╭──

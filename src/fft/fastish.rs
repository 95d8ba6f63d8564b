//! Radix-4 decimation-in-frequency transform, used for odd log₂n where the
//! four-step split into equal halves does not exist.
//!
//! Each radix-4 pass fuses two Gentleman–Sande radix-2 stages, so memory is
//! swept ⌈log₂n / 2⌉ times instead of log₂n. An odd stage count leaves one
//! twiddle-free radix-2 pass at the end. DIF leaves the output bit-reversed;
//! a final permutation restores natural order.

use super::{bit_reverse_permute, root_powers, roots_for, Fft};
use crate::modmath::{mod_add, mod_mul, mod_sub};

pub struct FftFastish {
    log_n: u8,
    n: usize,
    /// ω^j for j < n/2.
    roots: Vec<u64>,
    /// ω^−j for j < n/2.
    inv_roots: Vec<u64>,
}

impl FftFastish {
    pub fn new(log_n: u8) -> Self {
        let n = 1usize << log_n;
        let (w, w_inv) = roots_for(log_n);
        FftFastish {
            log_n,
            n,
            roots: root_powers(w, n / 2),
            inv_roots: root_powers(w_inv, n / 2),
        }
    }

    fn transform(&self, x: &mut [u64], roots: &[u64]) {
        assert_eq!(x.len(), self.n, "transform length mismatch");
        let mut m = self.n;
        while m >= 4 {
            self.radix4_pass(x, roots, m);
            m /= 4;
        }
        if m == 2 {
            for pair in x.chunks_exact_mut(2) {
                let (u, v) = (pair[0], pair[1]);
                pair[0] = mod_add(u, v);
                pair[1] = mod_sub(u, v);
            }
        }
        bit_reverse_permute(x, self.log_n);
    }

    /// Stages for block sizes m and m/2 in one sweep.
    fn radix4_pass(&self, x: &mut [u64], roots: &[u64], m: usize) {
        let q = m / 4;
        let stride = self.n / m;
        for block in x.chunks_exact_mut(m) {
            for j in 0..q {
                let w1 = roots[j * stride];
                let w2 = roots[(j + q) * stride];
                let w3 = roots[2 * j * stride];

                let a0 = block[j];
                let a1 = block[j + q];
                let a2 = block[j + 2 * q];
                let a3 = block[j + 3 * q];

                // block size m
                let y0 = mod_add(a0, a2);
                let y2 = mod_mul(mod_sub(a0, a2), w1);
                let y1 = mod_add(a1, a3);
                let y3 = mod_mul(mod_sub(a1, a3), w2);

                // block size m/2
                block[j] = mod_add(y0, y1);
                block[j + q] = mod_mul(mod_sub(y0, y1), w3);
                block[j + 2 * q] = mod_add(y2, y3);
                block[j + 3 * q] = mod_mul(mod_sub(y2, y3), w3);
            }
        }
    }
}

impl Fft for FftFastish {
    fn log_n(&self) -> u8 {
        self.log_n
    }

    fn fft(&self, x: &mut [u64]) {
        self.transform(x, &self.roots);
    }

    fn inv_fft(&self, x: &mut [u64]) {
        self.transform(x, &self.inv_roots);
    }
}
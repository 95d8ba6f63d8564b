//! # Main — CLI Entry Point
//!
//! Parses the command line, sets up logging and the Rayon pool, then hands
//! off to [`cli::run`] for one Lucas–Lehmer test.
//!
//! ## Options
//!
//! - `<EXPONENT>`: q ≥ 2, decimal or `0x`/`0o`/`0b` prefixed (a bare leading
//!   `0` means octal).
//! - `--iterations` / `MERSENNE_ITERATIONS`: squarings to run (0 = full test).
//! - `--fft-log2`: force the transform length instead of searching upward.
//! - `--verify`: cross-check the residue against the GMP reference.
//! - `--threads`: Rayon thread pool size (default: all cores).
//! - `--report-interval`: seconds between progress lines (0 disables).
//! - `--json`: print the report as one JSON object.
//! - `--cpu-profile`: write a pprof protobuf CPU profile of the run.
//!
//! ## Logging
//!
//! `LOG_FORMAT=json` switches to JSON lines; `RUST_LOG` sets the filter
//! (default `info`). Logs go to stderr because stdout carries the report.

mod cli;

use anyhow::Result;
use clap::Parser;
use std::path::PathBuf;
use tracing_subscriber::EnvFilter;

#[global_allocator]
static GLOBAL: mimalloc::MiMalloc = mimalloc::MiMalloc;

#[derive(Parser)]
#[command(name = "mersenne", about = "Lucas-Lehmer test of 2^q-1 using an NTT-based IBDWT")]
pub struct Cli {
    /// Mersenne exponent q (decimal, or 0x/0o/0b prefixed)
    #[arg(value_parser = cli::parse_exponent)]
    exponent: u64,

    /// Number of squarings to run (0 runs the full q-2 for a primality verdict)
    #[arg(long, env = "MERSENNE_ITERATIONS", default_value_t = 0)]
    iterations: u64,

    /// Force the transform length to 2^L instead of picking the smallest that fits
    #[arg(long = "fft-log2", value_name = "L")]
    fft_log2: Option<u8>,

    /// Cross-check the residue against a GMP Lucas-Lehmer (slow for large q)
    #[arg(long)]
    verify: bool,

    /// Number of rayon worker threads (defaults to all logical cores)
    #[arg(long)]
    threads: Option<usize>,

    /// Seconds between progress log lines (0 disables)
    #[arg(long, default_value_t = 30)]
    report_interval: u64,

    /// Print the result as JSON
    #[arg(long)]
    json: bool,

    /// Write a CPU profile (pprof protobuf) of the run to this file
    #[arg(long = "cpu-profile", value_name = "PATH")]
    cpu_profile: Option<PathBuf>,
}

fn main() -> Result<()> {
    let _ = dotenvy::dotenv();

    let filter = EnvFilter::try_from_default_env().unwrap_or_else(|_| EnvFilter::new("info"));
    let log_format = std::env::var("LOG_FORMAT").unwrap_or_default();
    if log_format == "json" {
        tracing_subscriber::fmt()
            .json()
            .with_env_filter(filter)
            .with_writer(std::io::stderr)
            .with_target(false)
            .init();
    } else {
        tracing_subscriber::fmt()
            .with_env_filter(filter)
            .with_writer(std::io::stderr)
            .with_target(false)
            .init();
    }

    let cli = Cli::parse();

    cli::configure_rayon(cli.threads);
    cli::run(&cli)
}
//! Radix-2 decimation-in-time transform with hand-unrolled small kernels.
//!
//! Input is permuted into bit-reversed order, every block of 8 goes through
//! a straight-line 8-point kernel (the first three DIT stages), and the
//! remaining log₂n − 3 stages run from a twiddle table. Sizes up to 8 never
//! touch the generic loop.

use super::{bit_reverse_permute, root_powers, roots_for, Fft};
use crate::modmath::{mod_add, mod_inv, mod_mul, mod_sub, root_of_unity};

/// Roots for one direction of the transform.
struct Twiddles {
    /// ω^j for j < n/2.
    roots: Vec<u64>,
    /// Primitive 4th root.
    w4: u64,
    /// [1, ω₈, ω₈², ω₈³].
    w8: [u64; 4],
}

impl Twiddles {
    fn new(w: u64, n: usize, w8: u64) -> Self {
        let w8_pows = [1, w8, mod_mul(w8, w8), mod_mul(mod_mul(w8, w8), w8)];
        Twiddles {
            roots: root_powers(w, n / 2),
            w4: w8_pows[2],
            w8: w8_pows,
        }
    }
}

pub struct FftUnrolled {
    log_n: u8,
    n: usize,
    forward: Twiddles,
    inverse: Twiddles,
}

impl FftUnrolled {
    /// Build for length 2^log_n. Any size works; automatic selection only
    /// picks this strategy up to 2^10.
    pub fn new(log_n: u8) -> Self {
        let n = 1usize << log_n;
        let (w, w_inv) = roots_for(log_n);
        let w8 = root_of_unity(3);
        let w8_inv = mod_inv(w8).expect("root of unity is nonzero");
        FftUnrolled {
            log_n,
            n,
            forward: Twiddles::new(w, n, w8),
            inverse: Twiddles::new(w_inv, n, w8_inv),
        }
    }

    fn transform(&self, x: &mut [u64], tw: &Twiddles) {
        assert_eq!(x.len(), self.n, "transform length mismatch");
        match self.log_n {
            0 => {}
            1 => dit2(x),
            2 => {
                bit_reverse_permute(x, 2);
                dit4(x, tw.w4);
            }
            _ => {
                bit_reverse_permute(x, self.log_n);
                for block in x.chunks_exact_mut(8) {
                    dit8(block, &tw.w8);
                }
                let mut half = 8;
                while half < self.n {
                    let m = half * 2;
                    let stride = self.n / m;
                    for block in x.chunks_exact_mut(m) {
                        let (lo, hi) = block.split_at_mut(half);
                        for j in 0..half {
                            let u = lo[j];
                            let v = mod_mul(hi[j], tw.roots[j * stride]);
                            lo[j] = mod_add(u, v);
                            hi[j] = mod_sub(u, v);
                        }
                    }
                    half = m;
                }
            }
        }
    }
}

impl Fft for FftUnrolled {
    fn log_n(&self) -> u8 {
        self.log_n
    }

    fn fft(&self, x: &mut [u64]) {
        self.transform(x, &self.forward);
    }

    fn inv_fft(&self, x: &mut [u64]) {
        self.transform(x, &self.inverse);
    }
}

#[inline(always)]
fn dit2(x: &mut [u64]) {
    let (a, b) = (x[0], x[1]);
    x[0] = mod_add(a, b);
    x[1] = mod_sub(a, b);
}

/// 4-point DFT of bit-reversed input [a0, a2, a1, a3], natural-order output.
#[inline(always)]
fn dit4(x: &mut [u64], w4: u64) {
    let s0 = mod_add(x[0], x[1]);
    let d0 = mod_sub(x[0], x[1]);
    let s1 = mod_add(x[2], x[3]);
    let d1 = mod_mul(mod_sub(x[2], x[3]), w4);
    x[0] = mod_add(s0, s1);
    x[1] = mod_add(d0, d1);
    x[2] = mod_sub(s0, s1);
    x[3] = mod_sub(d0, d1);
}

/// 8-point DFT of bit-reversed input, natural-order output.
#[inline(always)]
fn dit8(x: &mut [u64], w8: &[u64; 4]) {
    dit4(&mut x[0..4], w8[2]);
    dit4(&mut x[4..8], w8[2]);

    let e0 = x[0];
    let t0 = x[4];
    x[0] = mod_add(e0, t0);
    x[4] = mod_sub(e0, t0);

    let e1 = x[1];
    let t1 = mod_mul(x[5], w8[1]);
    x[1] = mod_add(e1, t1);
    x[5] = mod_sub(e1, t1);

    let e2 = x[2];
    let t2 = mod_mul(x[6], w8[2]);
    x[2] = mod_add(e2, t2);
    x[6] = mod_sub(e2, t2);

    let e3 = x[3];
    let t3 = mod_mul(x[7], w8[3]);
    x[3] = mod_add(e3, t3);
    x[7] = mod_sub(e3, t3);
}
//! # Verify — Arbitrary-Precision Reference
//!
//! A direct Lucas–Lehmer recurrence on GMP integers (via `rug`), plus
//! conversions between the engine's mixed-radix limbs and `Integer`.
//!
//! The reference squares full q-bit numbers with GMP, so it is practical only
//! for small and moderate exponents. It is the ground truth the NTT engine is
//! checked against: `--verify` on the command line and the property tests.
//! `--verify` compares whole states, not just the low words, so a state whose
//! low 64 bits happen to vanish is still checked exactly.
//!
//! ## Reduction mod 2^q − 1
//!
//! `x mod (2^q − 1)` needs no division: with x = hi·2^q + lo,
//! x ≡ hi + lo. Folding twice brings any product of two reduced values back
//! below 2^q, and one conditional subtract makes it canonical.

use rug::Integer;

/// 2^q − 1.
pub fn mersenne_number(exponent: u64) -> Integer {
    (Integer::from(1) << exponent as u32) - 1u32
}

/// Reduce a non-negative x mod 2^q − 1 by folding.
fn reduce_mersenne(x: &mut Integer, exponent: u32, m: &Integer) {
    while x.significant_bits() > exponent {
        let hi = Integer::from(&*x >> exponent);
        x.keep_bits_mut(exponent);
        *x += hi;
    }
    if *x == *m {
        *x = Integer::new();
    }
}

/// s_k mod 2^q − 1 in [0, 2^q − 1), where s_0 = 4 and s_{k+1} = s_k² − 2.
///
/// `iterations == 0` means the full test of q − 2 steps, the same rule the
/// engine uses.
pub fn reference_state(exponent: u64, iterations: u64) -> Integer {
    let iterations = if iterations == 0 {
        exponent.saturating_sub(2)
    } else {
        iterations
    };
    let q = exponent as u32;
    let m = mersenne_number(exponent);
    let mut s = Integer::from(4) % &m;
    for _ in 0..iterations {
        s.square_mut();
        reduce_mersenne(&mut s, q, &m);
        // s ≥ 0 after reduction; borrow 2 from the modulus when it is small
        if s < 2u32 {
            s += &m;
        }
        s -= 2u32;
    }
    s
}

/// Low 64 bits of [`reference_state`].
pub fn reference_residue(exponent: u64, iterations: u64) -> u64 {
    reference_state(exponent, iterations).to_u64_wrapping()
}

/// Decode little-endian mixed-radix limbs into an integer.
pub fn limbs_to_integer(limbs: &[u64], widths: &[u8]) -> Integer {
    assert_eq!(limbs.len(), widths.len(), "limb/width length mismatch");
    let mut value = Integer::new();
    for (&limb, &width) in limbs.iter().zip(widths).rev() {
        value <<= width as u32;
        value += limb;
    }
    value
}

/// Encode a non-negative integer below 2^Σwidths as mixed-radix limbs.
pub fn integer_to_limbs(value: &Integer, widths: &[u8]) -> Vec<u64> {
    let mut rest = value.clone();
    widths
        .iter()
        .map(|&width| {
            let limb = Integer::from(rest.keep_bits_ref(width as u32));
            rest >>= width as u32;
            limb.to_u64_wrapping()
        })
        .collect()
}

╰──

WORK INSTRUCTIONS: Your task is to find every line above containing the word "FftUnrolled" and copy it.

PROBLEM SOLUTION:
pub struct FftUnrolled {
impl FftUnrolled {
        FftUnrolled {
impl Fft for FftUnrolled {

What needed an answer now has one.